Este camino no es otro que el del arte. El artista es, al mismo tiempo, un introvertido próximo a la neurosis. Animado de impulsos y tendencias extraordinariamente enérgicos, quisiera conquistar honores, poder, riqueza, gloria y amor. Pero le faltan los medios para procurarse esta satisfacción y, por tanto, vuelve la espalda a la realidad, como todo hombre insatisfecho, y concentra todo su interés, y también su libido, en los deseos creados por su vida imaginativa, actitud que fácilmente puede conducirle a la neurosis. Son, en efecto, necesarias muchas circunstancias favorables para que su desarrollo no alcance ese resultado, y ya sabemos cuán numerosos son los artistas que sufren inhibiciones parciales de su actividad creadora a consecuencia de afecciones neuróticas. Su constitución individual entraña seguramente una gran actitud de sublimación y una cierta debilidad para efectuar las represiones susceptibles de decidir el conflicto. Pero el artista vuelve a encontrar el camino de la realidad en la siguiente forma: desde luego, no es el único que vive una vida imaginativa.

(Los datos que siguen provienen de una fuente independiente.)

//! Node runtime: assembles the communication stack from configuration.

use crate::channel_service::MessageChannelService;
use crate::connection_setup::{
    ConnectionSetup, ConnectionSetupService, ConnectionSetupState, RetryPolicy,
};
use crate::contact_point::{ConnectionFilter, IpAllowList};
use crate::error::{WireError, WireResult};
use crate::handshake::HandshakeSettings;
use crate::health::ChannelHealthChecker;
use crate::registry::{KeepExistingSession, NodeIdCollisionPolicy, NodeRegistry, PreferNewestSession};
use crate::routing::{RoutingService, RoutingTable};
use crate::rpc::{RpcService, ServiceInstance};
use crate::transport::{NetworkContactPoint, NetworkTransportProvider, TcpTransport};

use nodelink_types::config::{CollisionPolicyKind, NodeLinkConfig};
use nodelink_types::{InitialNodeInformation, InstanceNodeSessionId};
use std::sync::Arc;
use std::time::Duration;
use tracing::{info, warn};

pub struct NodeRuntime {
    config: NodeLinkConfig,
    channels: Arc<MessageChannelService>,
    routing_table: Arc<RoutingTable>,
    routing: Arc<RoutingService>,
    rpc: Arc<RpcService>,
    setups: ConnectionSetupService,
}

fn collision_policy(kind: CollisionPolicyKind) -> Arc<dyn NodeIdCollisionPolicy> {
    match kind {
        CollisionPolicyKind::PreferNewest => Arc::new(PreferNewestSession),
        CollisionPolicyKind::KeepExisting => Arc::new(KeepExistingSession),
    }
}

impl NodeRuntime {
    /// Build a node with the TCP transport.
    pub fn new(config: NodeLinkConfig) -> WireResult<Self> {
        Self::with_transports(config, vec![Arc::new(TcpTransport)])
    }

    /// Build a node with the given transports. Nothing is bound or
    /// connected until [`start`](Self::start).
    pub fn with_transports(
        config: NodeLinkConfig,
        transports: Vec<Arc<dyn NetworkTransportProvider>>,
    ) -> WireResult<Self> {
        let local = InitialNodeInformation::new(
            InstanceNodeSessionId::generate(config.node.instance_id.clone()),
            config.node.display_name.clone(),
        )
        .with_relay(config.node.is_relay);

        let settings = HandshakeSettings {
            local: local.clone(),
            shared_secret: config.node.shared_secret.clone(),
            timeout: Duration::from_millis(config.node.handshake_timeout_ms),
        };
        let registry = NodeRegistry::new(collision_policy(config.routing.collision_policy));
        let channels = MessageChannelService::new(settings, registry);
        for transport in transports {
            channels.add_transport(transport);
        }

        let routing_table = RoutingTable::new();
        for route in &config.routing.static_routes {
            let destination: InstanceNodeSessionId = route.destination.parse()?;
            let via: InstanceNodeSessionId = route.via.parse()?;
            routing_table.set_route(destination, via);
        }
        channels.add_lifecycle_listener(Arc::clone(&routing_table) as _);
        channels.add_lifecycle_listener(
            ChannelHealthChecker::new(local.node_id.clone(), config.health.clone()) as _,
        );

        let routing = RoutingService::new(
            Arc::clone(&channels),
            Arc::clone(&routing_table) as _,
            Duration::from_millis(config.node.request_timeout_ms),
            Duration::from_millis(config.node.forwarding_timeout_ms),
        );
        channels.set_request_handler(Arc::clone(&routing) as _);

        let rpc = RpcService::new(Arc::clone(&routing), &config.rpc);
        let setups = ConnectionSetupService::new(Arc::clone(&channels));

        info!(
            node = %local.node_id,
            name = %local.display_name,
            relay = local.is_relay,
            collision_policy = channels.registry().policy_name(),
            "Node: created"
        );
        Ok(Self {
            config,
            channels,
            routing_table,
            routing,
            rpc,
            setups,
        })
    }

    /// Bind the configured contact points, start background jobs and the
    /// auto-start connections. Returns the bound contact points.
    pub async fn start(&self) -> WireResult<Vec<NetworkContactPoint>> {
        let allow_list = IpAllowList::from_strings(&self.config.node.allowed_ips);
        let filter: Option<Arc<dyn ConnectionFilter>> = if allow_list.is_empty() {
            None
        } else {
            Some(Arc::new(allow_list))
        };

        let mut bound = Vec::new();
        for address in &self.config.node.listen {
            let contact_point: NetworkContactPoint = address.parse()?;
            let scp = self
                .channels
                .add_server_contact_point(contact_point, filter.clone())
                .await?;
            if let Some(cp) = scp.contact_point() {
                info!(contact_point = %cp, "Node: listening");
                bound.push(cp);
            }
        }

        self.rpc.start_sweeper();

        for connection in &self.config.node.connections {
            match self.setups.create_from_config(connection) {
                Ok(setup) => info!(
                    setup = setup.id(),
                    contact_point = %setup.contact_point(),
                    auto_start = connection.auto_start,
                    "Node: connection configured"
                ),
                Err(e) => warn!(
                    contact_point = %connection.contact_point,
                    error = %e,
                    "Node: ignoring invalid connection"
                ),
            }
        }
        Ok(bound)
    }

    /// Connect once, without retries, and wait for the result.
    pub async fn connect_to(
        &self,
        contact_point: NetworkContactPoint,
        timeout: Duration,
    ) -> WireResult<Arc<ConnectionSetup>> {
        let setup = self
            .setups
            .create(contact_point.clone(), contact_point.to_string(), RetryPolicy::never());
        setup.signal_start_intent();
        let status = setup
            .await_status(
                |s| {
                    s.state == ConnectionSetupState::Connected
                        || s.disconnect_reason.is_some()
                },
                timeout,
            )
            .await;
        match status {
            Some(s) if s.state == ConnectionSetupState::Connected => Ok(setup),
            Some(s) => {
                let _ = self.setups.dispose(setup.id());
                Err(WireError::ConnectionRejected(format!(
                    "{contact_point}: {}",
                    s.last_error.unwrap_or_else(|| format!("{:?}", s.disconnect_reason))
                )))
            }
            None => {
                let _ = self.setups.dispose(setup.id());
                Err(WireError::Timeout(format!("connecting to {contact_point}")))
            }
        }
    }

    pub fn local_node(&self) -> &InitialNodeInformation {
        self.channels.local_node()
    }

    pub fn local_node_id(&self) -> &InstanceNodeSessionId {
        self.channels.local_node_id()
    }

    pub fn config(&self) -> &NodeLinkConfig {
        &self.config
    }

    pub fn channels(&self) -> &Arc<MessageChannelService> {
        &self.channels
    }

    pub fn routing_table(&self) -> &Arc<RoutingTable> {
        &self.routing_table
    }

    pub fn routing(&self) -> &Arc<RoutingService> {
        &self.routing
    }

    pub fn rpc(&self) -> &Arc<RpcService> {
        &self.rpc
    }

    pub fn connection_setups(&self) -> &ConnectionSetupService {
        &self.setups
    }

    pub fn register_service(&self, service: Arc<ServiceInstance>) {
        self.rpc.register_service(service);
    }

    /// Stop connections, background jobs and listeners.
    pub fn shutdown(&self) {
        info!(node = %self.local_node_id(), "Node: shutting down");
        self.setups.dispose_all();
        self.rpc.stop_sweeper();
        self.channels.close_all();
    }
}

El dominio intermedio de la fantasía goza del favor general de la Humanidad, y todos aquellos que sufren de cualquier frustración acuden a buscar en ella una compensación y un consuelo. La diferencia está en que los profanos no extraen de las fuentes de la fantasía sino un limitadísimo placer, pues el carácter implacable de sus represiones los obliga a contentarse con escasos sueños diurnos que, además, no son siempre conscientes. En cambio, el verdadero artista consigue algo más. Sabe dar a sus sueños diurnos una forma que los despoja de aquel carácter personal que pudiera desagradar a los extraños y los hace susceptibles de constituir una fuente de goce para los demás. Sabe embellecerlos hasta encubrir su equívoco origen y posee el misterioso poder de modelar los materiales dados hasta formar con ellos una fidelísima imagen de la representación existente en su imaginación enlazando de este modo a su fantasía inconsciente una suma de placer suficiente para disfrazar y permitir, por lo menos de un modo interino, las represiones. Cuando el artista consigue realizar todo esto, procura a los demás el medio de extraer nuevo consuelo y nuevas compensaciones de las fuentes de goce inconscientes, devenidas inaccesibles para ellos. De este modo logra atraerse el reconocimiento y la admiración de sus contemporáneos y acaba por conquistar, merced a su fantasía, aquello que antes no tenía sino una realidad imaginativa: honores, poder y amor de las mujeres.